## YOUR ASSIGNMENT
Identify and pull out each line of the entries in which "ScreenInfo" occurs.

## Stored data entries
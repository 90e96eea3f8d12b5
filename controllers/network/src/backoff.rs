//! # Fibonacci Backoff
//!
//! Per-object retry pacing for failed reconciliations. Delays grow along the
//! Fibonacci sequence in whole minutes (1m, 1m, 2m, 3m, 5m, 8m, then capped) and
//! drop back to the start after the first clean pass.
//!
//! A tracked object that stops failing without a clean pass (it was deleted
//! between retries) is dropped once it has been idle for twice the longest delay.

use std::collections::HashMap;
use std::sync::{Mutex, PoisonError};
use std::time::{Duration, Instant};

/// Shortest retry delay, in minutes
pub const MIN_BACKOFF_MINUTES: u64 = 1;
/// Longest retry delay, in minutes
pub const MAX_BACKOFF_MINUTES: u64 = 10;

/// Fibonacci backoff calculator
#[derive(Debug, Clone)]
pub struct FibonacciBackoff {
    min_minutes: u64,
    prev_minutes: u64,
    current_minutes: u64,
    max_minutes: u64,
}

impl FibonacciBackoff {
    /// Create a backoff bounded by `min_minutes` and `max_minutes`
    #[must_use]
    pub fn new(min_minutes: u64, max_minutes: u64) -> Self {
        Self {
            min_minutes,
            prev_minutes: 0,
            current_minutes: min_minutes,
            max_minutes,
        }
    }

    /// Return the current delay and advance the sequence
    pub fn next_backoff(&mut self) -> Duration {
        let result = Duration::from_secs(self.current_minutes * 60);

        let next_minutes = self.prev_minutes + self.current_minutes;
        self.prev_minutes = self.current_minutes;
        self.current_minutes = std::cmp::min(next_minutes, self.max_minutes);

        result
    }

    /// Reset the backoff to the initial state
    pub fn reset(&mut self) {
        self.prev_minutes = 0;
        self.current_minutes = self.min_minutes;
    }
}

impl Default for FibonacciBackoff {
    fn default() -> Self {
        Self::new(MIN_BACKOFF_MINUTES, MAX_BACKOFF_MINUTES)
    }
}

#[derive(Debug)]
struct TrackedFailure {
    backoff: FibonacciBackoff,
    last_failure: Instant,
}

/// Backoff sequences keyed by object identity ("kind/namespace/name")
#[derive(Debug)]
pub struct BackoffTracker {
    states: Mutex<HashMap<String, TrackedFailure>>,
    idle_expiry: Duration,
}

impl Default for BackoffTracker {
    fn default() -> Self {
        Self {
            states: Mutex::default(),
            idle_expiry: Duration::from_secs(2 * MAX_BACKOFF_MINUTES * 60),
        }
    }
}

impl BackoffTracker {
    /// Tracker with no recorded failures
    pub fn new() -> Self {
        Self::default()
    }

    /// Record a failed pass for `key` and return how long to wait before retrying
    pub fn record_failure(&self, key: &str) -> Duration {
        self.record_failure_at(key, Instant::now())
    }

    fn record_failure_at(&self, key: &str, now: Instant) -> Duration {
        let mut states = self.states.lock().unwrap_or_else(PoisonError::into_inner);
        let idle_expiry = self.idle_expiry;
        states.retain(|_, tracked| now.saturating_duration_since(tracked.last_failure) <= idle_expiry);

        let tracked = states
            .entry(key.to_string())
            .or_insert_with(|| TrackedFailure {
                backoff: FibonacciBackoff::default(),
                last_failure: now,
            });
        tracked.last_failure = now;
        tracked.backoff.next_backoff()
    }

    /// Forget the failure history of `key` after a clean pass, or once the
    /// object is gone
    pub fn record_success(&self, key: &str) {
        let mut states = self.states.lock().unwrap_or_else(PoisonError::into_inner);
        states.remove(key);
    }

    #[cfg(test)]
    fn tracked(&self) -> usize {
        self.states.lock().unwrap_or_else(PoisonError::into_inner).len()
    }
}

...

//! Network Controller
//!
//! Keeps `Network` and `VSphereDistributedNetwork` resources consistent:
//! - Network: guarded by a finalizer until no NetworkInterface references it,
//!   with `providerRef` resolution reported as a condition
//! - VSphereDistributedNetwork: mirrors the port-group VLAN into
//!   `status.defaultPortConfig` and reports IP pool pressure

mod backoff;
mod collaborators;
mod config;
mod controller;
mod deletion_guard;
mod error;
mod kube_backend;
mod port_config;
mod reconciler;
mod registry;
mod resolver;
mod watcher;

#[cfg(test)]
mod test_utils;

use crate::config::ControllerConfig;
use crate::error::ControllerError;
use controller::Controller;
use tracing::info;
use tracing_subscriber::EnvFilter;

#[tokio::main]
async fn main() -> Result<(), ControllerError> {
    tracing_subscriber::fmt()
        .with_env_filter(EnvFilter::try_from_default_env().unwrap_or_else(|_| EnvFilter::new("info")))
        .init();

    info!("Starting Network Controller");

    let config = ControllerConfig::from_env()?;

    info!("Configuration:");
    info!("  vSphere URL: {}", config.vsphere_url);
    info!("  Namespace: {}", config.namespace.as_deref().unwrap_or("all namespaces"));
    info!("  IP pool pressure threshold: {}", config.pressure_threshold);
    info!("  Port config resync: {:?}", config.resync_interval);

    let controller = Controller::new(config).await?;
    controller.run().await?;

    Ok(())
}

* * *

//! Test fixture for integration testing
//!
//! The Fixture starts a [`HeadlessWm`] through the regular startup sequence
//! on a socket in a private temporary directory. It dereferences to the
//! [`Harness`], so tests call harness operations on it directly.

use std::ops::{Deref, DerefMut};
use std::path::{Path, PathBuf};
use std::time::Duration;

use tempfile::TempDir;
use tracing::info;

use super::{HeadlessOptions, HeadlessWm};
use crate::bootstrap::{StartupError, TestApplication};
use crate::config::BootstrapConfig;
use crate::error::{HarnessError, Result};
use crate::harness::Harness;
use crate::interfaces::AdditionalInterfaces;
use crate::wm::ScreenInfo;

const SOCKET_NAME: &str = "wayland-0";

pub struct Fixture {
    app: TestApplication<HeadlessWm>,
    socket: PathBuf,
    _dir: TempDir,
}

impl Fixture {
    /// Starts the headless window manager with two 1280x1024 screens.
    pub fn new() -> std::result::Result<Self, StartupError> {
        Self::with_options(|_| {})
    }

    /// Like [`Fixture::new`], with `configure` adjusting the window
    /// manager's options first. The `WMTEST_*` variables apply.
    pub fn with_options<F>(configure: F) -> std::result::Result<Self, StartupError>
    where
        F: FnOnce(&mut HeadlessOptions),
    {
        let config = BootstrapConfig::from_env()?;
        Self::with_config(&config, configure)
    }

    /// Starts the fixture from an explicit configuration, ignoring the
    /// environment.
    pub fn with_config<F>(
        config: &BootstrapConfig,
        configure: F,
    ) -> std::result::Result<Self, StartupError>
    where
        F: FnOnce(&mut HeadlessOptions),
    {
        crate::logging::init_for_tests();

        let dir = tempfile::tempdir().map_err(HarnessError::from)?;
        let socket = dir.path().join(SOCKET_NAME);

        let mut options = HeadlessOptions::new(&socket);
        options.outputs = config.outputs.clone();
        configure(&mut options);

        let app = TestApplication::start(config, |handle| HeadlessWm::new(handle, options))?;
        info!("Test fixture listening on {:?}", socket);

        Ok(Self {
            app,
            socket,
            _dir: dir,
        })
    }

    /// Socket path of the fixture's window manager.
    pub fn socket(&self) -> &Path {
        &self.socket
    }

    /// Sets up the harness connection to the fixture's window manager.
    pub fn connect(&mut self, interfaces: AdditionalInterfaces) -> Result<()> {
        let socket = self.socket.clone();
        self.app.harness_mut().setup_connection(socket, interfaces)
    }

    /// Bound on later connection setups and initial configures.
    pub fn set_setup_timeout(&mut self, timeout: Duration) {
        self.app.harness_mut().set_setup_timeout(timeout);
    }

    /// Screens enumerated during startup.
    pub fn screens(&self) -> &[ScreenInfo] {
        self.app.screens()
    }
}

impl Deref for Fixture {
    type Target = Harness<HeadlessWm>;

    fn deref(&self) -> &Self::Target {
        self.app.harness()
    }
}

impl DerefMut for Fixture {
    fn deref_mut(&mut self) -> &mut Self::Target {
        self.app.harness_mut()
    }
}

## ANSWER TO THE EXERCISE
use crate::wm::ScreenInfo;
    pub fn screens(&self) -> &[ScreenInfo] {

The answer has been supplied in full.